What to produce :: Among the lines of the data, copy those that hold "LinkSupervisor".

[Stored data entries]
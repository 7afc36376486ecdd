//! Bounded reconnect state machine shared by both pumps

use crate::error::{Result, RtPlotError};
use crate::transport::{Backoff, ReconnectPolicy, Transport};
use std::time::Instant;

/// Tracks whether a pump's link is up and schedules reconnect attempts.
///
/// The first attempt runs in the step that observed the loss. Later attempts
/// run on subsequent steps once the backoff delay has passed, so a step never
/// sleeps waiting for the link.
#[derive(Debug)]
pub struct LinkSupervisor {
    backoff: Backoff,
    down: bool,
}

impl LinkSupervisor {
    pub fn new(policy: ReconnectPolicy) -> Self {
        Self {
            backoff: Backoff::new(policy),
            down: false,
        }
    }

    pub fn is_down(&self) -> bool {
        self.down
    }

    /// Record a lost connection and try to restore it right away.
    ///
    /// `Ok(true)` means the link is back, `Ok(false)` that a retry is scheduled.
    pub fn connection_lost(&mut self, transport: &mut Transport, cause: &RtPlotError) -> Result<bool> {
        tracing::warn!("Connection lost ({}), reconnecting", cause);
        self.down = true;
        self.attempt(transport)
    }

    /// Check the link before doing work. Runs a due retry when it is down.
    pub fn ensure_up(&mut self, transport: &mut Transport) -> Result<bool> {
        if !self.down {
            return Ok(true);
        }
        if !self.backoff.ready(Instant::now()) {
            return Ok(false);
        }
        self.attempt(transport)
    }

    fn attempt(&mut self, transport: &mut Transport) -> Result<bool> {
        match transport.reconnect() {
            Ok(()) => {
                self.backoff.reset();
                self.down = false;
                Ok(true)
            }
            Err(e) => {
                let now = Instant::now();
                if self.backoff.record_failure(now) {
                    let delay = self.backoff.policy().delay_after(self.backoff.failures());
                    tracing::warn!(
                        "Reconnect attempt {} failed: {}; next try in {:?}",
                        self.backoff.failures(),
                        e,
                        delay
                    );
                    Ok(false)
                } else {
                    Err(RtPlotError::Connection(format!(
                        "Giving up after {} reconnect attempts: {}",
                        self.backoff.failures(),
                        e
                    )))
                }
            }
        }
    }
}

Exercise response ::
pub struct LinkSupervisor {
impl LinkSupervisor {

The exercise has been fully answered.